Let us focus on RandomPartitioner in the next section.
The RandomPartitioner was the default partitioner in earlier versions of Cassandra. It is similar to the Murmur3Partitioner except that it uses the MD5 or message-digest version 5 hash function to calculate the hash value.
MD5 is a widely-used cryptographic hash function that produces a 128-bit hash value based on the key. It is considered cryptographic because it performs a one-way encryption.
Let us focus on ByteOrderedPartitioner in the next section.
Some of the features of The ByteOrderedPartitioner are:
It orders rows using partition key values.
It performs distribution using the hexadecimal values of the partition key.
This enables ordered scans with the use of the primary key.
The downside is that this type of ordering makes load balancing difficult.
Let us focus on Replication of Data in the next section.
Replication of Data
Data replication is used for fault tolerance. A replication factor of three implies a fault tolerance of two. This means that even if two machines fail simultaneously, the third machine will provide the data.
When a machine that has a data replica fails, Cassandra will automatically try to create a replica on another machine so that the replication count is brought back to three. There is a chance of data loss only if all three machines fail simultaneously.
The probability of that happening is very low. Suppose the mean time to failure or MTTF of each machine is one in 365. This means that each machine is likely to fail once in 365 days. In this case, the probability of three machines failing simultaneously is 1 / (365*365*365), which is one in 200 million.
This is a very low probability. Therefore, the presence of three replicas provides good fault tolerance even with commodity-type hardware.
Let us focus on Replication Strategy in the next section.
The replication strategy determines how multiple replicas of a data row are maintained. Replication is specified at the keyspace level, and different keyspaces can have different strategies.
The replication strategy is specified during the creation of a keyspace. The strategy for a keyspace cannot be modified, but the number of replicas can be modified.
Cassandra provides two common replication strategies:
In the next section, let us focus on SimpleStrategy.
SimpleStrategy is the replication strategy for single-rack clusters. It is used within a data center and is suitable for test or development clusters.
In this replication strategy, the first copy is stored according to the partitioner.
The second copy is placed on the node adjacent to where the first copy was placed.
The third copy is placed on the node adjacent to the second node, and this proceeds in a clockwise direction.

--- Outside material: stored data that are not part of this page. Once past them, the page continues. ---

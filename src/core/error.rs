use std::path::PathBuf;
use thiserror::Error;

/// Central error type for the whole sync pipeline.
/// Every module returns `Result<T, SyncError>`.
#[derive(Debug, Error)]
pub enum SyncError {
    // ── Setup ───────────────────────────────────────────
    #[error("Configuration error: {0}")]
    Configuration(String),

    #[error("Credential rejected: {0}")]
    Auth(String),

    #[error("Not found: {0}")]
    NotFound(String),

    // ── IO ──────────────────────────────────────────────
    #[error("IO error at {path:?}: {source}")]
    Io {
        path: PathBuf,
        source: std::io::Error,
    },

    // ── Network ─────────────────────────────────────────
    #[error("HTTP request failed: {0}")]
    Http(#[from] reqwest::Error),

    #[error("Download failed for {url}: HTTP {status}")]
    DownloadFailed { url: String, status: u16 },

    // ── Integrity ───────────────────────────────────────
    #[error("SHA-1 mismatch for {path:?}: expected {expected}, got {actual}")]
    Sha1Mismatch {
        path: PathBuf,
        expected: String,
        actual: String,
    },

    // ── Extraction ──────────────────────────────────────
    #[error("Extraction failed: {0}")]
    Extraction(String),

    #[error("Zip error: {0}")]
    Zip(#[from] zip::result::ZipError),

    // ── Decoding ────────────────────────────────────────
    #[error("JSON error: {0}")]
    Json(#[from] serde_json::Error),

    #[error("XML parse error: {0}")]
    Xml(#[from] quick_xml::Error),

    // ── Source control ──────────────────────────────────
    #[error("git {command} failed: {message}")]
    Git { command: String, message: String },
}

/// Convenience alias used throughout the crate.
pub type SyncResult<T> = Result<T, SyncError>;

/// Coarse classification used for retry decisions and process exit codes.
#[derive(Debug, Clone, Copy, PartialEq, Eq)]
pub enum ErrorKind {
    Configuration,
    Auth,
    NotFound,
    Network,
    Extraction,
    Io,
    SourceControl,
}

impl ErrorKind {
    pub fn exit_code(self) -> u8 {
        match self {
            ErrorKind::Configuration => 2,
            ErrorKind::Auth => 3,
            ErrorKind::NotFound => 4,
            ErrorKind::Network => 5,
            ErrorKind::Extraction => 6,
            ErrorKind::Io => 7,
            ErrorKind::SourceControl => 8,
        }
    }
}

impl SyncError {
    pub fn io(path: impl Into<PathBuf>, source: std::io::Error) -> Self {
        SyncError::Io {
            path: path.into(),
            source,
        }
    }

    pub fn kind(&self) -> ErrorKind {
        match self {
            SyncError::Configuration(_) => ErrorKind::Configuration,
            SyncError::Auth(_) => ErrorKind::Auth,
            SyncError::NotFound(_) => ErrorKind::NotFound,
            SyncError::Io { .. } => ErrorKind::Io,
            SyncError::Http(_) | SyncError::Sha1Mismatch { .. } => ErrorKind::Network,
            SyncError::Json(_) | SyncError::Xml(_) => ErrorKind::Network,
            SyncError::DownloadFailed { status, .. } => match status {
                401 | 403 => ErrorKind::Auth,
                404 | 410 => ErrorKind::NotFound,
                _ => ErrorKind::Network,
            },
            SyncError::Extraction(_) | SyncError::Zip(_) => ErrorKind::Extraction,
            SyncError::Git { .. } => ErrorKind::SourceControl,
        }
    }

    /// Whether retrying the same request may succeed.
    pub fn is_transient(&self) -> bool {
        match self {
            SyncError::Http(err) => {
                err.is_timeout()
                    || err.is_connect()
                    || err.is_request()
                    || err.is_body()
                    || err.status().is_some_and(|s| s.is_server_error())
            }
            SyncError::DownloadFailed { status, .. } => *status == 429 || *status >= 500,
            SyncError::Sha1Mismatch { .. } => true,
            _ => false,
        }
    }
}

impl From<std::io::Error> for SyncError {
    fn from(source: std::io::Error) -> Self {
        SyncError::Io {
            path: PathBuf::new(),
            source,
        }
    }
}

impl From<walkdir::Error> for SyncError {
    fn from(err: walkdir::Error) -> Self {
        let path = err.path().map(|p| p.to_path_buf()).unwrap_or_default();
        let source = err
            .into_io_error()
            .unwrap_or_else(|| std::io::Error::other("directory walk loop detected"));
        SyncError::Io { path, source }
    }
}

#[cfg(test)]
mod tests {
    use super::*;

    #[test]
    fn download_status_maps_to_kind() {
        let err = |status| SyncError::DownloadFailed {
            url: "https://example.com/pkg".into(),
            status,
        };
        assert_eq!(err(403).kind(), ErrorKind::Auth);
        assert_eq!(err(404).kind(), ErrorKind::NotFound);
        assert_eq!(err(503).kind(), ErrorKind::Network);
        assert!(err(503).is_transient());
        assert!(err(429).is_transient());
        assert!(!err(404).is_transient());
    }

    #[test]
    fn setup_errors_are_never_retried() {
        assert!(!SyncError::Configuration("CIK_DATA".into()).is_transient());
        assert!(!SyncError::Auth("rejected".into()).is_transient());
        assert!(!SyncError::Extraction("exit 1".into()).is_transient());
    }

    #[test]
    fn exit_codes_are_distinct_and_nonzero() {
        let kinds = [
            ErrorKind::Configuration,
            ErrorKind::Auth,
            ErrorKind::NotFound,
            ErrorKind::Network,
            ErrorKind::Extraction,
            ErrorKind::Io,
            ErrorKind::SourceControl,
        ];
        let mut codes: Vec<u8> = kinds.iter().map(|k| k.exit_code()).collect();
        codes.sort_unstable();
        codes.dedup();
        assert_eq!(codes.len(), kinds.len());
        assert!(codes.iter().all(|c| *c != 0));
    }
}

The replication factor is specified as an option and informs how many replicas need to be maintained. The statements show the creation of a keyspace called testDB with SimpleStrategy for replication. They specify the replication factor as three. This means Cassandra will try to keep three copies of each data row in the keyspace testDB.
In the next section, let us focus on NetworkTopologyStrategy.
NetworkTopologyStrategy is used for multi-rack data centers and is suitable for production clusters and multi-data center clusters.
In this strategy, the number of replicas in each data center can be specified while creating the keyspace. Replicas are placed on different racks within a data center.
Similar to SimpleStrategy, NetworkTopologyStrategy decides the first node based on the partitioner. Subsequent replicas are placed by checking for a different rack in the ring, in a clockwise direction.
The statements show the creation of a keyspace called testDB with NetworkTopologyStrategy.
It specifies three replicas in data center 1 and one replica in data center 2, thus providing a total of four replicas.
Therefore, even if data center 1 fails, you can access the data from data center 2.
The presence of multiple replicas in NetworkTopologyStrategy ensures two things.
First, it ensures fault tolerance because even if one rack fails, a copy of the data is available on another rack within the data center. Similarly, even if one data center fails, you can access the data from another data center.
Second, it facilitates data locality. Accessing data in the same node is faster. Therefore, even if one node is busy, you can find another node where the data is local.
Let us look into the Replication Example in the next section.
Let us discuss an example of replication with NetworkTopologyStrategy.
There are three data copies in data center 1 and one copy in data center 2. Nodes 1 to 6 are present in data center 1 and nodes 7 to 12 are present in data center 2.
The first copy is placed on node 1 as determined by the partitioner.
The second copy is placed on node 4 as it is present on a different rack while moving clockwise in the ring from node 1.
The third copy is placed on node 6 as it is present on a different rack, rack 3. Node 6 is present after node 4 while moving clockwise on the ring. This completes the allocation of three copies for data center 1.
The fourth copy is placed on node 8 in data center 2 as determined by the partitioner.
In the next section, let us learn about Tunable Consistency.
Let us discuss tunable consistency now. Cassandra provides tunable consistency for better performance, that is, it provides a tradeoff between consistency and performance. A higher consistency implies a slower response to reads and writes.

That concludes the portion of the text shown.